> [Activity] Every record, from the first to the last, is to be printed again exactly.

··· Provided data

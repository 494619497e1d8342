// Copyright (c) 2025 Olelo Authors
//
// Licensed under dual license:
// - MIT License (LICENSE-MIT or https://opensource.org/licenses/MIT)
// - Apache License, Version 2.0 (LICENSE-APACHE or https://www.apache.org/licenses/LICENSE-2.0)

//! Node implementation for the Lehua Trie.
//!
//! Nodes are the fundamental building blocks of the trie. Each node is
//! exclusively owned by its parent (the root by the trie itself), so the
//! whole tree is a single ownership hierarchy with no sharing and no
//! back-references.

use fnv::FnvHashMap;

/// A node in the Lehua Trie.
///
/// Each node represents one position in the character-path space: the path
/// from the root to a node spells the word or prefix that node stands for.
#[derive(Debug, Clone, Default)]
pub struct TrieNode {
    /// Map of characters to child nodes; at most one edge per character.
    pub(crate) children: FnvHashMap<char, TrieNode>,

    /// Whether some inserted word terminates exactly at this node.
    pub(crate) is_end_of_word: bool,

    /// Number of times a word terminating here has been inserted.
    /// Meaningful only when `is_end_of_word` is true; 0 otherwise.
    pub(crate) frequency: u64,
}

impl TrieNode {
    /// Creates a new empty trie node.
    pub(crate) fn new() -> Self {
        Self::default()
    }

    /// Returns the child node for `c`, if the edge exists.
    pub(crate) fn child(&self, c: char) -> Option<&TrieNode> {
        self.children.get(&c)
    }

    /// Returns the child node for `c`, creating the edge if it is missing.
    pub(crate) fn child_or_insert(&mut self, c: char) -> &mut TrieNode {
        self.children.entry(c).or_insert_with(TrieNode::new)
    }
}
//! Data structures for Olelo.
//!
//! This module contains the core algorithmic content of the crate: the
//! Lehua Trie word store and its suggestion engine. Implementations adhere
//! to the project requirements:
//! - No unsafe code
//! - Exclusive-ownership node model (no shared or back-references)
//! - Total operations: no input produces an error

pub mod lehua_trie;

// Re-export common data structures
pub use lehua_trie::{LehuaTrie, Suggestion};
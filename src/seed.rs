//! Seed vocabulary loading.
//!
//! The demo harness seeds its trie from an external word list: one word per
//! line, blank lines and `#` comments skipped. A word listed more than once
//! is inserted more than once, accumulating frequency.

use std::fs;
use std::path::Path;

use tracing::{debug, info};

use crate::data_structures::LehuaTrie;
use crate::error::OleloResult;

/// Reads a seed word list from `path`.
///
/// Lines are trimmed; empty lines and lines starting with `#` are skipped.
/// Duplicates are preserved so that repeated words accumulate frequency
/// when inserted.
pub fn load_words<P: AsRef<Path>>(path: P) -> OleloResult<Vec<String>> {
    let path = path.as_ref();
    let contents = fs::read_to_string(path)?;

    let words: Vec<String> = contents
        .lines()
        .map(str::trim)
        .filter(|line| !line.is_empty() && !line.starts_with('#'))
        .map(str::to_string)
        .collect();

    debug!(path = %path.display(), count = words.len(), "Loaded seed word list");
    Ok(words)
}

/// Inserts every word of `words` into `trie`.
pub fn seed_trie(trie: &mut LehuaTrie, words: &[String]) {
    for word in words {
        trie.insert(word);
    }
    info!(
        insertions = words.len(),
        distinct = trie.len(),
        "Seeded trie"
    );
}
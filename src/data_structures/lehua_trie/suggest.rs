// Copyright (c) 2025 Olelo Authors
//
// Licensed under dual license:
// - MIT License (LICENSE-MIT or https://opensource.org/licenses/MIT)
// - Apache License, Version 2.0 (LICENSE-APACHE or https://www.apache.org/licenses/LICENSE-2.0)

//! Suggestion engine for the Lehua Trie.
//!
//! Given a prefix, this module locates the corresponding subtree anchor,
//! enumerates every complete word beneath it together with its accumulated
//! frequency, and ranks the candidates. The subtree walk uses an explicit
//! work list rather than recursion, so deep vocabularies cannot grow the
//! call stack.
//!
//! Ranking is fully deterministic: frequency descending, then lexicographic
//! word order ascending. Child-map iteration order never leaks into the
//! result.

use serde::Serialize;

use super::node::TrieNode;
use super::LehuaTrie;

/// One ranked autocomplete candidate.
#[derive(Debug, Clone, PartialEq, Eq, Serialize)]
pub struct Suggestion {
    /// The complete word, prefix included.
    pub word: String,

    /// How many times the word was inserted.
    pub frequency: u64,
}

impl LehuaTrie {
    /// Returns up to `n` completions of `prefix`, ranked by frequency
    /// descending with lexicographic ties.
    ///
    /// Returns an empty vector when `prefix` matches no inserted word or
    /// when `n` is zero. Read-only: the trie is not mutated.
    pub fn suggestions(&self, prefix: &str, n: usize) -> Vec<Suggestion> {
        if n == 0 {
            return Vec::new();
        }
        let anchor = match self.walk(prefix) {
            Some(node) => node,
            None => return Vec::new(),
        };

        let mut candidates = collect_words(anchor, prefix);
        candidates.sort_unstable_by(|a, b| {
            b.frequency
                .cmp(&a.frequency)
                .then_with(|| a.word.cmp(&b.word))
        });
        candidates.truncate(n);
        candidates
    }

    /// Like [`suggestions`](Self::suggestions), projected to bare words.
    pub fn top_n_suggestions(&self, prefix: &str, n: usize) -> Vec<String> {
        self.suggestions(prefix, n)
            .into_iter()
            .map(|s| s.word)
            .collect()
    }
}

/// Enumerates every complete word in the subtree rooted at `anchor`.
///
/// The anchor itself contributes `prefix` unchanged when it terminates a
/// word. Traversal order is irrelevant to callers; ranking imposes the
/// final order.
fn collect_words(anchor: &TrieNode, prefix: &str) -> Vec<Suggestion> {
    let mut found = Vec::new();
    let mut work = vec![(anchor, prefix.to_string())];

    while let Some((node, word)) = work.pop() {
        if node.is_end_of_word {
            found.push(Suggestion {
                word: word.clone(),
                frequency: node.frequency,
            });
        }
        for (&c, child) in &node.children {
            let mut next = word.clone();
            next.push(c);
            work.push((child, next));
        }
    }

    found
}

······

> [Exercise response]
repository 494619497e1d8342
// Copyright (c) 2025 Olelo Authors
//
// Licensed under dual license:
// - MIT License (LICENSE-MIT or https://opensource.org/licenses/MIT)
// - Apache License, Version 2.0 (LICENSE-APACHE or https://www.apache.org/licenses/LICENSE-2.0)

//! Node implementation for the Lehua Trie.
//!
//! Nodes are the fundamental building blocks of the trie. Each node is
//! exclusively owned by its parent (the root by the trie itself), so the
//! whole tree is a single ownership hierarchy with no sharing and no
//! back-references.

use fnv::FnvHashMap;

/// A node in the Lehua Trie.
///
/// Each node represents one position in the character-path space: the path
/// from the root to a node spells the word or prefix that node stands for.
#[derive(Debug, Clone, Default)]
pub struct TrieNode {
    /// Map of characters to child nodes; at most one edge per character.
    pub(crate) children: FnvHashMap<char, TrieNode>,

    /// Whether some inserted word terminates exactly at this node.
    pub(crate) is_end_of_word: bool,

    /// Number of times a word terminating here has been inserted.
    /// Meaningful only when `is_end_of_word` is true; 0 otherwise.
    pub(crate) frequency: u64,
}

impl TrieNode {
    /// Creates a new empty trie node.
    pub(crate) fn new() -> Self {
        Self::default()
    }

    /// Returns the child node for `c`, if the edge exists.
    pub(crate) fn child(&self, c: char) -> Option<&TrieNode> {
        self.children.get(&c)
    }

    /// Returns the child node for `c`, creating the edge if it is missing.
    pub(crate) fn child_or_insert(&mut self, c: char) -> &mut TrieNode {
        self.children.entry(c).or_insert_with(TrieNode::new)
    }
}
//! Data structures for Olelo.
//!
//! This module contains the core algorithmic content of the crate: the
//! Lehua Trie word store and its suggestion engine. Implementations adhere
//! to the project requirements:
//! - No unsafe code
//! - Exclusive-ownership node model (no shared or back-references)
//! - Total operations: no input produces an error

pub mod lehua_trie;

// Re-export common data structures
pub use lehua_trie::{LehuaTrie, Suggestion};
filename src/seed.rs
//! Seed vocabulary loading.
//!
//! The demo harness seeds its trie from an external word list: one word per
//! line, blank lines and `#` comments skipped. A word listed more than once
//! is inserted more than once, accumulating frequency.

use std::fs;
use std::path::Path;

use tracing::{debug, info};

use crate::data_structures::LehuaTrie;
use crate::error::OleloResult;

/// Reads a seed word list from `path`.
///
/// Lines are trimmed; empty lines and lines starting with `#` are skipped.
/// Duplicates are preserved so that repeated words accumulate frequency
/// when inserted.
pub fn load_words<P: AsRef<Path>>(path: P) -> OleloResult<Vec<String>> {
    let path = path.as_ref();
    let contents = fs::read_to_string(path)?;

    let words: Vec<String> = contents
        .lines()
        .map(str::trim)
        .filter(|line| !line.is_empty() && !line.starts_with('#'))
        .map(str::to_string)
        .collect();

    debug!(path = %path.display(), count = words.len(), "Loaded seed word list");
    Ok(words)
}

/// Inserts every word of `words` into `trie`.
pub fn seed_trie(trie: &mut LehuaTrie, words: &[String]) {
    for word in words {
        trie.insert(word);
    }
    info!(
        insertions = words.len(),
        distinct = trie.len(),
        "Seeded trie"
    );
}
filename src/data_structures/lehua_trie/suggest.rs
// Copyright (c) 2025 Olelo Authors
//
// Licensed under dual license:
// - MIT License (LICENSE-MIT or https://opensource.org/licenses/MIT)
// - Apache License, Version 2.0 (LICENSE-APACHE or https://www.apache.org/licenses/LICENSE-2.0)

//! Suggestion engine for the Lehua Trie.
//!
//! Given a prefix, this module locates the corresponding subtree anchor,
//! enumerates every complete word beneath it together with its accumulated
//! frequency, and ranks the candidates. The subtree walk uses an explicit
//! work list rather than recursion, so deep vocabularies cannot grow the
//! call stack.
//!
//! Ranking is fully deterministic: frequency descending, then lexicographic
//! word order ascending. Child-map iteration order never leaks into the
//! result.

use serde::Serialize;

use super::node::TrieNode;
use super::LehuaTrie;

/// One ranked autocomplete candidate.
#[derive(Debug, Clone, PartialEq, Eq, Serialize)]
pub struct Suggestion {
    /// The complete word, prefix included.
    pub word: String,

    /// How many times the word was inserted.
    pub frequency: u64,
}

impl LehuaTrie {
    /// Returns up to `n` completions of `prefix`, ranked by frequency
    /// descending with lexicographic ties.
    ///
    /// Returns an empty vector when `prefix` matches no inserted word or
    /// when `n` is zero. Read-only: the trie is not mutated.
    pub fn suggestions(&self, prefix: &str, n: usize) -> Vec<Suggestion> {
        if n == 0 {
            return Vec::new();
        }
        let anchor = match self.walk(prefix) {
            Some(node) => node,
            None => return Vec::new(),
        };

        let mut candidates = collect_words(anchor, prefix);
        candidates.sort_unstable_by(|a, b| {
            b.frequency
                .cmp(&a.frequency)
                .then_with(|| a.word.cmp(&b.word))
        });
        candidates.truncate(n);
        candidates
    }

    /// Like [`suggestions`](Self::suggestions), projected to bare words.
    pub fn top_n_suggestions(&self, prefix: &str, n: usize) -> Vec<String> {
        self.suggestions(prefix, n)
            .into_iter()
            .map(|s| s.word)
            .collect()
    }
}

/// Enumerates every complete word in the subtree rooted at `anchor`.
///
/// The anchor itself contributes `prefix` unchanged when it terminates a
/// word. Traversal order is irrelevant to callers; ranking imposes the
/// final order.
fn collect_words(anchor: &TrieNode, prefix: &str) -> Vec<Suggestion> {
    let mut found = Vec::new();
    let mut work = vec![(anchor, prefix.to_string())];

    while let Some((node, word)) = work.pop() {
        if node.is_end_of_word {
            found.push(Suggestion {
                word: word.clone(),
                frequency: node.frequency,
            });
        }
        for (&c, child) in &node.children {
            let mut next = word.clone();
            next.push(c);
            work.push((child, next));
        }
    }

    found
}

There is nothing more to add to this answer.